Chuck's post should be the last one on all of these Ping threads. Very well done.

jeffwarne

  • Karma: +0/-0
Re: PGA tour groove rules and Ping Eye2 irons
« Reply #26 on: February 15, 2010, 05:51:52 PM »
Whoa!  Lots of misinformation here.

Let's first hop into the time machine and go back to 1984.  Ping had a new, competely legal, U-groove design in its Eye 2 irons and wedges.  They were a medium-sized hit in the retail market, and they had a modest tour-player staff including Bob Gilder and Ken Green.  While the USGA had looked at, and approved, the original Ping Eye 2, Ping decided on its own to make a minor, conservative-appearing modification to the design; they "radiused" the groove edges, to soften the square grooves a bit.  (Complaints of sharp square grooves shredding soft balatas were common in those days.  Karsten Solheim, sensitive to his retail customers' wishes, sought to alleviate the problem.)

But without intending to do so, Ping had crated a big problem.  The newly "radiused" grooves resulted in an unintended condition -- the space between the grooves was now reduced to illegality under a rather obscure formulation on the part of the USGA.  How the USGA was alerted to this issue is a bit of a mystery to me -- it might be revealed in old court records, I don't know.  (Rumors, not much worth worrying about now, held that other old-school manufacturers like Wilson, Spalding, MacGregor or Hogan had complained.  I have no knowledge to substantiate that.)  

In any case, the USGA felt that it was constrained to enforce its rules.  "Close" is just not acceptable in golf.  Even if, as the USGA suspected, the changed Ping design wasn't a measurable advantage over other designs.  The USGA had its measurements.  The Ping clubs didn't measure up.  Moreover, the USGA contended, if only Ping had submitted samples for apporval, all problems about having put large numbers of the Ping Eye 2's into the retail marketplace could all have been avoided.  Ping made the design change on its own without asking.
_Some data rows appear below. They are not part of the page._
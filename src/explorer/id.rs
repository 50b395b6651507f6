//! Identity types for the instrument tree.
//!
//! [`UniqueId`] is the stable key of a physical instrument,
//! `transport:model#serial`. Two records describe the same instrument iff
//! their unique IDs are equal, whatever their addresses.
//!
//! [`EntryId`] names one entry node inside a group. It survives in-place
//! record updates so a viewer can keep selection state across refreshes.

use crate::types::{InstrumentRecord, TransportType};
use serde::{Deserialize, Serialize};
use std::fmt;
use std::sync::atomic::{AtomicU64, Ordering};

/// Stable identity key: `transport:model#serial`.
#[derive(Clone, PartialEq, Eq, Hash, PartialOrd, Ord, Serialize, Deserialize)]
#[serde(transparent)]
pub struct UniqueId(String);

impl UniqueId {
    pub fn new(transport: TransportType, model: &str, serial_number: &str) -> Self {
        Self(format!("{}:{}#{}", transport.tag(), model, serial_number))
    }

    /// Derive the key of a record.
    pub fn of(record: &InstrumentRecord) -> Self {
        Self::new(record.transport, &record.model, &record.serial_number)
    }

    pub fn as_str(&self) -> &str {
        &self.0
    }

    /// Transport encoded in the key, if the tag is recognizable.
    pub fn transport(&self) -> Option<TransportType> {
        self.0
            .split_once(':')
            .and_then(|(tag, _)| TransportType::from_tag(tag))
    }
}

impl fmt::Debug for UniqueId {
    fn fmt(&self, f: &mut fmt::Formatter<'_>) -> fmt::Result {
        write!(f, "UniqueId({})", self.0)
    }
}

impl fmt::Display for UniqueId {
    fn fmt(&self, f: &mut fmt::Formatter<'_>) -> fmt::Result {
        f.write_str(&self.0)
    }
}

impl From<&InstrumentRecord> for UniqueId {
    fn from(record: &InstrumentRecord) -> Self {
        Self::of(record)
    }
}

static NEXT_ENTRY_ID: AtomicU64 = AtomicU64::new(0);

/// Handle of one instrument entry node, unique for the process lifetime.
#[derive(Clone, Copy, PartialEq, Eq, Hash)]
pub struct EntryId(pub u64);

impl EntryId {
    /// Allocate a fresh id.
    pub fn next() -> Self {
        EntryId(NEXT_ENTRY_ID.fetch_add(1, Ordering::Relaxed))
    }
}

impl fmt::Debug for EntryId {
    fn fmt(&self, f: &mut fmt::Formatter<'_>) -> fmt::Result {
        write!(f, "EntryId({})", self.0)
    }
}

impl fmt::Display for EntryId {
    fn fmt(&self, f: &mut fmt::Formatter<'_>) -> fmt::Result {
        fmt::Debug::fmt(self, f)
    }
}
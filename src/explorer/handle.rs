//! Shared handle over the discovery model.
//!
//! [`Explorer`] is the thread boundary between the discovery side (scheduler
//! tasks feeding batches) and viewers (reading roots, issuing save / remove /
//! rename). Every operation takes the model lock exactly once, so a batch
//! ingest and a save can never interleave. Viewers are told to re-read the
//! tree through [`ExplorerEvent`]s on a crossbeam channel.

use crate::error::{ExplorerError, Result};
use crate::explorer::id::UniqueId;
use crate::explorer::model::{DiscoveryModel, IngestSummary};
use crate::explorer::tree::{self, NodeKind, TreeNode};
use crate::types::{IdnInfo, TransportType};
use crossbeam_channel::{unbounded, Receiver, Sender};
use std::sync::{Arc, Mutex, MutexGuard};

/// Notifications sent to viewers.
#[derive(Debug, Clone, PartialEq, Eq)]
pub enum ExplorerEvent {
    /// The projected tree changed; re-read the roots.
    TreeChanged,
    /// A discovery run started.
    DiscoveryStarted,
    /// The discovery run finished (process exited or was cancelled).
    DiscoveryFinished,
}

/// Cloneable, thread-safe handle to a [`DiscoveryModel`].
#[derive(Clone)]
pub struct Explorer {
    model: Arc<Mutex<DiscoveryModel>>,
    events: Sender<ExplorerEvent>,
}

impl Explorer {
    /// Wrap a model, returning the handle and the viewer event receiver.
    pub fn new(model: DiscoveryModel) -> (Self, Receiver<ExplorerEvent>) {
        let (events, rx) = unbounded();
        let explorer = Self {
            model: Arc::new(Mutex::new(model)),
            events,
        };
        (explorer, rx)
    }

    fn lock(&self) -> Result<MutexGuard<'_, DiscoveryModel>> {
        self.model
            .lock()
            .map_err(|e| ExplorerError::LockPoisoned(e.to_string()))
    }

    /// Run `f` with exclusive access to the model.
    pub fn with_model<R>(&self, f: impl FnOnce(&mut DiscoveryModel) -> R) -> Result<R> {
        let mut model = self.lock()?;
        Ok(f(&mut model))
    }

    /// Send an event to viewers. A dropped receiver is not an error.
    pub fn notify(&self, event: ExplorerEvent) {
        if self.events.send(event).is_err() {
            tracing::trace!("No viewer listening for explorer events");
        }
    }

    /// Send [`ExplorerEvent::TreeChanged`] if an operation changed the model.
    ///
    /// A recoverable error comes from the write-through, which runs after the
    /// in-memory change, so it still counts as a change.
    fn notify_on_change<T>(&self, outcome: &Result<T>, changed: impl FnOnce(&T) -> bool) {
        let changed = match outcome {
            Ok(value) => changed(value),
            Err(e) => e.is_recoverable(),
        };
        if changed {
            self.notify(ExplorerEvent::TreeChanged);
        }
    }

    /// Ingest one discovery batch and reconcile saved addresses.
    ///
    /// Viewers are notified when the batch added or moved an instrument.
    pub fn ingest(&self, raw: &str) -> Result<IngestSummary> {
        let (summary, new_data) = {
            let mut model = self.lock()?;
            let summary = model.ingest_batch(raw);
            if let Err(e) = model.reconcile_saved_address_drift() {
                tracing::warn!("{}", e);
            }
            (summary, model.take_new_data())
        };

        if new_data {
            self.notify(ExplorerEvent::TreeChanged);
        }
        Ok(summary)
    }

    /// Current root forest.
    pub fn roots(&self) -> Result<Vec<TreeNode>> {
        Ok(self.lock()?.roots())
    }

    /// Text rendering of the current forest.
    pub fn render(&self) -> Result<String> {
        Ok(tree::render(&self.roots()?))
    }

    /// Save the instrument behind a selected tree node.
    pub fn save_instrument(&self, node: &TreeNode) -> Result<bool> {
        let saved = self.lock()?.add_from_tree_selection(node);
        self.notify_on_change(&saved, |saved| *saved);
        saved
    }

    /// Save an instrument identified while opening a connection.
    ///
    /// `idn_json` is the identification reply (`vendor`, `model`,
    /// `serial_number`, `firmware_rev`).
    pub fn save_while_connect(
        &self,
        address: &str,
        transport: TransportType,
        idn_json: &str,
        friendly_name: &str,
        port: Option<String>,
    ) -> Result<()> {
        let record = IdnInfo::from_json(idn_json)?.into_record(transport, address, port, friendly_name);
        let saved = self.lock()?.add_from_connect(record);
        self.notify_on_change(&saved, |_| true);
        saved
    }

    /// Remove the saved instrument behind a tree node.
    pub fn remove_instrument(&self, node: &TreeNode) -> Result<bool> {
        let removed = self.lock()?.remove_from_saved(node);
        self.notify_on_change(&removed, |removed| *removed);
        removed
    }

    /// Rename the instrument behind a tree node. Blank names are ignored.
    pub fn rename(&self, node: &TreeNode, name: &str) -> Result<bool> {
        let Some(id) = node.unique_id() else {
            return Ok(false);
        };
        self.rename_id(&id, name)
    }

    /// Rename by unique ID.
    pub fn rename_id(&self, id: &UniqueId, name: &str) -> Result<bool> {
        if name.trim().is_empty() {
            return Ok(false);
        }
        let renamed = self.lock()?.rename(id, name);
        self.notify_on_change(&renamed, |renamed| *renamed);
        renamed
    }
}

/// Connection string for an instrument node: `label@address`, plus
/// `model#serial` for USB and VISA instruments.
pub fn connection_args(node: &TreeNode) -> Option<(String, Option<String>)> {
    let NodeKind::Instrument { record, .. } = node.kind() else {
        return None;
    };
    let conn = format!("{}@{}", node.label(), record.address);
    let model_serial = match record.transport {
        TransportType::Lan => None,
        TransportType::Usb | TransportType::Visa => Some(record.model_serial()),
    };
    Some((conn, model_serial))
}

impl std::fmt::Debug for Explorer {
    fn fmt(&self, f: &mut std::fmt::Formatter<'_>) -> std::fmt::Result {
        f.debug_struct("Explorer").finish_non_exhaustive()
    }
}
Ping had its own arguments.  Ping contended that the only way that the USGA could reach its obscure formulation of an illegality was to have constructed and arbitrary 30 degree angle as a marker from which to meaure groove widths and to achieve any maesurement of what was known as the "land to groove " ratio.

This was the status quo as the two sides faced off in litigation.  Ping felt that it could not back down and leave its thousands of retial buyers of Eye 2's hanging.  The USGA thought that it could be the end of its authority if it lost in litigation over something as basic as golf club regulations.

Karsten Solheim had many quirky ideas, about engineering, design, and manufacturing.  He was a genius in many respects.  But one of his quirkiest ideas was who to select as counsel in the Eye 2 litigation.  Karsten selected a personal injury lawyer from Rhode Island, Leonard Decof.  It was (in my personal opinion) a fateful decision.  Decof outraged many from the outset of the Eye 2 litigation.  He named as defendants the individual Executive officers of the USGA, and the R&A.  He had a process server serve a summons and Complaint on Michael Bonalleck at a Walker Cup dinner in the United States.  The Executives feared for their personal assets, as Ping alleged treble damages (millions, is what Ping claimed) under the Sherman Anti-Trust Act.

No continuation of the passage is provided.